Volgens Jessica Myrick, universitair hoofddocent communicatie aan de Penn State University, moet op dit gebied nog veel werk worden verzet. In een universitair rapport over het onderwerp zei ze: "We begrijpen niet veel empirisch over hoe de verschuiving van bang zijn voor iets in een bericht naar het krijgen van te horen krijgen hoe het te repareren of te voorkomen, de emotionele toestand zou kunnen verschuiven van bang om te hopen. "

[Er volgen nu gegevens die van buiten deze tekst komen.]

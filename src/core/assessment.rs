//! Assessment records and the risk flags raised against them.

use chrono::{DateTime, Utc};
use serde::{Deserialize, Serialize};
use std::collections::BTreeMap;

use crate::error::{GuidanceError, Result};

/// A learner's stated financial position.
#[derive(Debug, Clone, Copy, PartialEq, Eq, Hash, Serialize, Deserialize)]
#[serde(rename_all = "snake_case")]
pub enum FinancialConstraint {
    /// The learner indicated they cannot afford tertiary study.
    CannotAfford,
    /// The learner will need a bursary or loan.
    NeedsFunding,
    /// No financial constraint indicated.
    NoConstraint,
}

/// One scored career match from an assessment.
#[derive(Debug, Clone, PartialEq, Serialize, Deserialize)]
#[serde(rename_all = "camelCase")]
pub struct CareerMatch {
    /// Career identifier.
    #[serde(default)]
    pub career_code: String,
    /// Match score (higher is better).
    pub score: f64,
    /// Estimated study cost, if the assessment subsystem attached one.
    #[serde(default, skip_serializing_if = "Option::is_none")]
    pub cost_estimate: Option<f64>,
}

impl CareerMatch {
    /// Create a new match.
    pub fn new(career_code: impl Into<String>, score: f64) -> Self {
        Self {
            career_code: career_code.into(),
            score,
            cost_estimate: None,
        }
    }

    /// Attach a cost estimate.
    pub fn with_cost(mut self, cost: f64) -> Self {
        self.cost_estimate = Some(cost);
        self
    }
}

/// A completed (or in-flight) assessment record.
///
/// Every field is optional on the wire: the risk calculator runs on partial
/// records and simply skips rules whose inputs are absent.
#[derive(Debug, Clone, Default, PartialEq, Serialize, Deserialize)]
#[serde(rename_all = "camelCase")]
pub struct AssessmentRecord {
    /// Minutes taken to complete the assessment.
    #[serde(default, skip_serializing_if = "Option::is_none")]
    pub completion_time_minutes: Option<f64>,
    /// When the learner started.
    #[serde(default, skip_serializing_if = "Option::is_none")]
    pub started_at: Option<DateTime<Utc>>,
    /// When the learner finished.
    #[serde(default, skip_serializing_if = "Option::is_none")]
    pub completed_at: Option<DateTime<Utc>>,
    /// Career matches, sorted by score descending by the caller.
    #[serde(default, skip_serializing_if = "Option::is_none")]
    pub career_matches: Option<Vec<CareerMatch>>,
    /// Stated financial constraint.
    #[serde(default, skip_serializing_if = "Option::is_none")]
    pub financial_constraint: Option<FinancialConstraint>,
    /// Raw answers keyed by question ID.
    #[serde(default, skip_serializing_if = "BTreeMap::is_empty")]
    pub answers: BTreeMap<String, serde_json::Value>,
}

impl AssessmentRecord {
    /// Create an empty record.
    pub fn new() -> Self {
        Self::default()
    }

    /// Set the completion time in minutes.
    pub fn with_completion_minutes(mut self, minutes: f64) -> Self {
        self.completion_time_minutes = Some(minutes);
        self
    }

    /// Set the career matches.
    pub fn with_matches(mut self, matches: Vec<CareerMatch>) -> Self {
        self.career_matches = Some(matches);
        self
    }

    /// Set the financial constraint.
    pub fn with_financial_constraint(mut self, constraint: FinancialConstraint) -> Self {
        self.financial_constraint = Some(constraint);
        self
    }

    /// Career matches, treating a missing list as empty.
    pub fn career_matches(&self) -> &[CareerMatch] {
        self.career_matches.as_deref().unwrap_or(&[])
    }

    /// Completion time in minutes.
    ///
    /// Uses the explicit value when present, otherwise derives it from the
    /// start and completion timestamps.
    pub fn completion_minutes(&self) -> Option<f64> {
        if let Some(minutes) = self.completion_time_minutes {
            return Some(minutes);
        }
        match (self.started_at, self.completed_at) {
            (Some(start), Some(end)) => Some((end - start).num_seconds() as f64 / 60.0),
            _ => None,
        }
    }

    /// Reject records whose numbers cannot be meaningful.
    pub fn validate(&self) -> Result<()> {
        if let Some(minutes) = self.completion_time_minutes {
            if !minutes.is_finite() || minutes < 0.0 {
                return Err(GuidanceError::invalid_input(format!(
                    "completion time must be a non-negative number of minutes (got {})",
                    minutes
                )));
            }
        }

        if let (Some(start), Some(end)) = (self.started_at, self.completed_at) {
            if end < start {
                return Err(GuidanceError::invalid_input(
                    "assessment completed before it started",
                ));
            }
        }

        for (i, m) in self.career_matches().iter().enumerate() {
            if !m.score.is_finite() {
                return Err(GuidanceError::invalid_input(format!(
                    "career match {} has a non-finite score",
                    i
                )));
            }
            if let Some(cost) = m.cost_estimate {
                if !cost.is_finite() || cost < 0.0 {
                    return Err(GuidanceError::invalid_input(format!(
                        "career match {} has an invalid cost estimate",
                        i
                    )));
                }
            }
        }

        Ok(())
    }
}

/// Severity of a risk flag.
#[derive(Debug, Clone, Copy, PartialEq, Eq, Hash, PartialOrd, Ord, Serialize, Deserialize)]
#[serde(rename_all = "snake_case")]
pub enum RiskLevel {
    /// Worth a look.
    Yellow,
    /// Needs human follow-up.
    Red,
}

impl std::fmt::Display for RiskLevel {
    fn fmt(&self, f: &mut std::fmt::Formatter<'_>) -> std::fmt::Result {
        match self {
            RiskLevel::Yellow => write!(f, "yellow"),
            RiskLevel::Red => write!(f, "red"),
        }
    }
}

/// A signal that an assessment session warrants human follow-up.
#[derive(Debug, Clone, PartialEq, Eq, Serialize, Deserialize)]
pub struct RiskFlag {
    /// Flag severity.
    pub level: RiskLevel,
    /// Human-readable reason.
    pub reason: String,
}

impl RiskFlag {
    /// Create a yellow flag.
    pub fn yellow(reason: impl Into<String>) -> Self {
        Self {
            level: RiskLevel::Yellow,
            reason: reason.into(),
        }
    }

    /// Create a red flag.
    pub fn red(reason: impl Into<String>) -> Self {
        Self {
            level: RiskLevel::Red,
            reason: reason.into(),
        }
    }
}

Waarom positieve versterkingen beter werken
Volgens Marissa Town, een onderzoeksverpleegkundige en gecertificeerde diabeteszorg- en onderwijsspecialist (CDES), is bewezen dat bangmakerij-tactieken ondoeltreffend zijn voor tieners over een verscheidenheid aan onderwerpen, zoals zwangerschapspreventie en drugsgebruik, en dat ze ook een verloren zaak zijn voor tieners met diabetes. die uit Ohio komt.
Marissa TownTown woont zelf sinds haar tweede jaar bij T1D en heeft gediend als klinisch directeur voor de organisatie Children with Diabetes (CWD) die haar vader, Jeff Hitchcock, in de jaren negentig oprichtte. In die rol heeft ze de nadelige gevolgen van negatieve communicatie van dichtbij en persoonlijk gezien.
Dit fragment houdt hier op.